A3C-DO: A Regional Resource Scheduling Framework Based on Deep Reinforcement Learning in Edge Scenario

Abstract

Currently, huge amounts of data are produced by edge device. Considering the heavy burden of network bandwidth and the service delay requirements of delay-sensitive applications, processing the data at network edge is a great choice. However, edge devices such as smart wearables, connected and autonomous vehicles usually have several limitations on computational capacity and energy which will influence the quality of service. As an effective and efficient strategy, offloading is widely used to address this issue. But when facing device heterogeneity problem and task complexity increase, service quality degradation and resource utility decrease often occur due to unreasonable task distribution. Since conventional simplex offloading strategies show limited performance in complex environment, we are motivated to design a dynamic regional resource scheduling framework which is able to work effectively taking different indexes into consideration.
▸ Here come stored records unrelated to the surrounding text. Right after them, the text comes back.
use chrono::{Datelike, NaiveDate};
use once_cell::sync::Lazy;
use regex::Regex;
use thiserror::Error;

// A word, whitespace, then one or two digits not followed by a third.
static MONTH_DAY_RE: Lazy<Regex> = Lazy::new(|| {
    Regex::new(r"([A-Za-z]+)\s+([0-9]{1,2})(?:[^0-9]|$)").expect("valid month/day regex")
});

const MONTHS: [&str; 12] = [
    "january",
    "february",
    "march",
    "april",
    "may",
    "june",
    "july",
    "august",
    "september",
    "october",
    "november",
    "december",
];

#[derive(Debug, Error, PartialEq, Eq)]
#[error("no month and day found in message")]
pub struct DateNotFound;

#[derive(Debug, Clone, PartialEq, Eq)]
pub struct ResolvedDate {
    pub date: NaiveDate,
    /// Exact text the date was read from, trailing delimiter included.
    pub matched: String,
}

impl ResolvedDate {
    pub fn iso(&self) -> String {
        self.date.format("%Y-%m-%d").to_string()
    }
}

/// Finds the first "Month Day" fragment and pins it to `today`'s year, or the
/// next one when that day has already passed.
///
/// Only the first fragment is considered. If its word is not a month the
/// whole lookup fails rather than moving on to later fragments.
pub fn resolve_date(message: &str, today: NaiveDate) -> Result<ResolvedDate, DateNotFound> {
    let caps = MONTH_DAY_RE.captures(message).ok_or(DateNotFound)?;
    let matched = caps.get(0).ok_or(DateNotFound)?.as_str();
    let month_word = caps.get(1).ok_or(DateNotFound)?.as_str();
    let day_text = caps.get(2).ok_or(DateNotFound)?.as_str();

    let month = month_number(month_word).ok_or(DateNotFound)?;
    let day: u32 = day_text.parse().map_err(|_| DateNotFound)?;

    let this_year = NaiveDate::from_ymd_opt(today.year(), month, day).ok_or(DateNotFound)?;
    let date = if this_year < today {
        NaiveDate::from_ymd_opt(today.year() + 1, month, day).ok_or(DateNotFound)?
    } else {
        this_year
    };

    Ok(ResolvedDate {
        date,
        matched: matched.to_string(),
    })
}

/// 1-based month for a full English month name or a prefix of at least three
/// letters (`Mar`, `Sept`), ignoring case.
pub fn month_number(word: &str) -> Option<u32> {
    if word.len() < 3 {
        return None;
    }
    let lowered = word.to_ascii_lowercase();
    MONTHS
        .iter()
        .position(|name| name.starts_with(&lowered))
        .map(|idx| idx as u32 + 1)
}

/// Removes the first occurrence of the matched fragment and trims the rest.
pub fn strip_fragment(message: &str, matched: &str) -> String {
    message.replacen(matched, "", 1).trim().to_string()
}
Thus, in this article we first propose a double offloading framework to simulate the offloading process in real edge scenario which consists of different edge servers and devices. Then we formulate the offloading as a Markov Decision Process (MDP) and utilize a deep reinforcement learning (DRL) algorithm named asynchronous advantage actor-critic (A3C) as the offloading decision making strategy to balance the workload of edge servers and finally reduce the overhead in terms of energy and time. Comparison experiments for local computing and wide-used DRL algorithm DQN are conducted in a comprehensive benchmark and the results show that our work performs much better on self-adjusting and overhead reduction.